🤖 AI Summary
This work addresses the challenge of high computational overhead in existing vision-language-action (VLA) models, which hinders low-latency, high-frequency closed-loop robotic control. The authors propose an asynchronous semantic-action decoupling framework that separates semantic understanding from action generation without modifying the VLA backbone or introducing external planners. In this framework, semantic conditions are updated at a low frequency, while the action module outputs control commands at a high frequency. To mitigate performance degradation caused by semantic lag, the method leverages historical action conditioning and temporally misaligned training. Relying solely on internal VLA interfaces, this minimally invasive approach enables high-frequency control, achieving an action module inference throughput of 35.6 Hz. Experiments on the LIBERO benchmark and real-world robots demonstrate its effectiveness in significantly improving real-time control performance.
📝 Abstract
Vision-Language-Action models (VLAs) have demonstrated strong task understanding and generalization in robotic manipulation, yet the high computational cost of full-model inference limits their deployment in low-latency, high-frequency closed-loop control. We propose an asynchronous semantic-action decoupling framework that separates semantic understanding from action generation along the internal semantic-action interface of existing VLAs, without redesigning the vision-language backbone or introducing an external planner.

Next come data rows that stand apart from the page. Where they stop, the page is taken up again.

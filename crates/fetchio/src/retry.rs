// Bounded retry for a single upstream call.
//
// Only explicit rate-limit responses are retried, after a fixed cooldown.
// Other failures return immediately: a down upstream is handed to the
// caller's fallback/racing layer instead of being hammered here.

use std::future::Future;
use std::time::Duration;

use tracing::warn;

use crate::FetchError;

#[derive(Debug, Clone)]
pub struct RetryPolicy {
    /// Total attempts, including the first.
    pub max_attempts: u32,
    /// Fixed cooldown slept before re-issuing a rate-limited call.
    pub cooldown: Duration,
}

impl Default for RetryPolicy {
    fn default() -> Self {
        Self {
            max_attempts: 3,
            cooldown: Duration::from_secs(15),
        }
    }
}

/// Execute `operation` until it succeeds, fails with a non-throttle error,
/// or exhausts `max_attempts` while being throttled.
///
/// The closure receives the current attempt number (0-indexed).
pub async fn execute<F, Fut, T>(policy: &RetryPolicy, operation: F) -> Result<T, FetchError>
where
    F: Fn(u32) -> Fut,
    Fut: Future<Output = Result<T, FetchError>>,
{
    let mut attempt = 0;
    loop {
        match operation(attempt).await {
            Ok(value) => return Ok(value),
            Err(err) if err.is_rate_limited() => {
                attempt += 1;
                if attempt >= policy.max_attempts {
                    return Err(err);
                }
                warn!(
                    attempt,
                    max = policy.max_attempts,
                    cooldown_ms = policy.cooldown.as_millis() as u64,
                    error = %err,
                    "Rate limited, cooling down before retry"
                );
                tokio::time::sleep(policy.cooldown).await;
            }
            Err(err) => return Err(err),
        }
    }
}

#[cfg(test)]
mod tests {
    use super::*;
    use reqwest::StatusCode;
    use std::sync::atomic::{AtomicU32, Ordering};

    fn fast_policy(max_attempts: u32) -> RetryPolicy {
        RetryPolicy {
            max_attempts,
            cooldown: Duration::from_millis(1),
        }
    }

    #[tokio::test]
    async fn returns_first_success() {
        let attempts = AtomicU32::new(0);
        let result = execute(&fast_policy(3), |_| {
            attempts.fetch_add(1, Ordering::Relaxed);
            async { Ok(7u32) }
        })
        .await;
        assert_eq!(result.unwrap(), 7);
        assert_eq!(attempts.load(Ordering::Relaxed), 1);
    }

    #[tokio::test]
    async fn retries_rate_limited_then_succeeds() {
        let attempts = AtomicU32::new(0);
        let result = execute(&fast_policy(3), |attempt| {
            attempts.fetch_add(1, Ordering::Relaxed);
            async move {
                if attempt == 0 {
                    Err(FetchError::RateLimited {
                        operation: "lookup",
                    })
                } else {
                    Ok("url".to_string())
                }
            }
        })
        .await;
        assert_eq!(result.unwrap(), "url");
        assert_eq!(attempts.load(Ordering::Relaxed), 2);
    }

    #[tokio::test]
    async fn non_throttle_errors_fail_immediately() {
        let attempts = AtomicU32::new(0);
        let result: Result<u32, _> = execute(&fast_policy(5), |_| {
            attempts.fetch_add(1, Ordering::Relaxed);
            async {
                Err(FetchError::http_status(
                    StatusCode::BAD_GATEWAY,
                    "http://upstream",
                    "lookup",
                ))
            }
        })
        .await;
        assert!(result.is_err());
        assert_eq!(attempts.load(Ordering::Relaxed), 1);
    }

    #[tokio::test]
    async fn exhausts_attempts_under_sustained_throttling() {
        let attempts = AtomicU32::new(0);
        let result: Result<u32, _> = execute(&fast_policy(3), |_| {
            attempts.fetch_add(1, Ordering::Relaxed);
            async {
                Err(FetchError::RateLimited {
                    operation: "lookup",
                })
            }
        })
        .await;
        assert!(matches!(result, Err(FetchError::RateLimited { .. })));
        assert_eq!(attempts.load(Ordering::Relaxed), 3);
    }
}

A low-frequency understanding module asynchronously updates reusable semantic conditions, while a high-frequency action module continuously outputs control actions without repeatedly invoking the full model. To mitigate the temporal mismatch between stale semantics and the current execution state, we further introduce historical action conditioning and time-misalignment training, which provide short-horizon execution context and improve feedback control robustness under stale semantic conditions. Experiments on LIBERO with $π_{0.5}$ and UniVLA, together with real-robot deployment using UniVLA, show that the proposed framework achieves up to 35.6 Hz server-side action-module inference throughput and offers a low-intrusion path to high-frequency closed-loop control without running full VLA inference at control rate.